## EXERCISE DESCRIPTION:
Provide the data again exactly, including every line that follows.

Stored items

^^^^

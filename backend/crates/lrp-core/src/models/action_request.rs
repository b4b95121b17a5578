//! Body of a submitted action, exactly as the caller sent it.

use crate::{CoreError, Result as CoreErrorResult, ValidatedAction, fields};

use std::panic::Location;

use error_location::ErrorLocation;
use serde::{Deserialize, Serialize};

/// Unvalidated action payload. Every key is optional on the wire; unknown
/// keys are ignored.
#[derive(Debug, Clone, Default, PartialEq, Eq, Serialize, Deserialize)]
#[serde(rename_all = "camelCase")]
pub struct ActionRequest {
    #[serde(default)]
    pub req_id: Option<String>,

    #[serde(default)]
    pub pending_action: Option<String>,

    #[serde(default)]
    pub action_by: Option<String>,

    #[serde(default)]
    pub action_reason: Option<String>,

    #[serde(default)]
    pub assignee_email: Option<String>,

    #[serde(default)]
    pub lifting_plan_drive_file_id: Option<String>,
}

impl ActionRequest {
    /// Check the required fields.
    ///
    /// `reqId`, `pendingAction` and `actionBy` must be present and non-empty.
    /// Nothing else is inspected: the action label is not checked against the
    /// known set and `actionBy` is not checked for email shape.
    #[track_caller]
    pub fn validate(self) -> CoreErrorResult<ValidatedAction> {
        let mut missing = Vec::new();

        let req_id = required(self.req_id, fields::REQ_ID, &mut missing);
        let pending_action = required(self.pending_action, fields::PENDING_ACTION, &mut missing);
        let action_by = required(self.action_by, fields::ACTION_BY, &mut missing);

        match (req_id, pending_action, action_by) {
            (Some(req_id), Some(pending_action), Some(action_by)) => Ok(ValidatedAction {
                req_id,
                pending_action,
                action_by,
                action_reason: self.action_reason,
                assignee_email: self.assignee_email,
                lifting_plan_drive_file_id: self.lifting_plan_drive_file_id,
            }),
            _ => Err(CoreError::MissingField {
                missing,
                location: ErrorLocation::from(Location::caller()),
            }),
        }
    }
}

fn required(
    value: Option<String>,
    name: &'static str,
    missing: &mut Vec<&'static str>,
) -> Option<String> {
    match value {
        Some(v) if !v.is_empty() => Some(v),
        _ => {
            missing.push(name);
            None
        }
    }
}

^^^^

## RESULT OF THIS TASK:
filename backend/crates/lrp-core/src/models/action_request.rs
repository b4b95121b17a5578
//! Body of a submitted action, exactly as the caller sent it.

use crate::{CoreError, Result as CoreErrorResult, ValidatedAction, fields};

use std::panic::Location;

use error_location::ErrorLocation;
use serde::{Deserialize, Serialize};

/// Unvalidated action payload. Every key is optional on the wire; unknown
/// keys are ignored.
#[derive(Debug, Clone, Default, PartialEq, Eq, Serialize, Deserialize)]
#[serde(rename_all = "camelCase")]
pub struct ActionRequest {
    #[serde(default)]
    pub req_id: Option<String>,

    #[serde(default)]
    pub pending_action: Option<String>,

    #[serde(default)]
    pub action_by: Option<String>,

    #[serde(default)]
    pub action_reason: Option<String>,

    #[serde(default)]
    pub assignee_email: Option<String>,

    #[serde(default)]
    pub lifting_plan_drive_file_id: Option<String>,
}

impl ActionRequest {
    /// Check the required fields.
    ///
    /// `reqId`, `pendingAction` and `actionBy` must be present and non-empty.
    /// Nothing else is inspected: the action label is not checked against the
    /// known set and `actionBy` is not checked for email shape.
    #[track_caller]
    pub fn validate(self) -> CoreErrorResult<ValidatedAction> {
        let mut missing = Vec::new();

        let req_id = required(self.req_id, fields::REQ_ID, &mut missing);
        let pending_action = required(self.pending_action, fields::PENDING_ACTION, &mut missing);
        let action_by = required(self.action_by, fields::ACTION_BY, &mut missing);

        match (req_id, pending_action, action_by) {
            (Some(req_id), Some(pending_action), Some(action_by)) => Ok(ValidatedAction {
                req_id,
                pending_action,
                action_by,
                action_reason: self.action_reason,
                assignee_email: self.assignee_email,
                lifting_plan_drive_file_id: self.lifting_plan_drive_file_id,
            }),
            _ => Err(CoreError::MissingField {
                missing,
                location: ErrorLocation::from(Location::caller()),
            }),
        }
    }
}

fn required(
    value: Option<String>,
    name: &'static str,
    missing: &mut Vec<&'static str>,
) -> Option<String> {
    match value {
        Some(v) if !v.is_empty() => Some(v),
        _ => {
            missing.push(name);
            None
        }
    }
}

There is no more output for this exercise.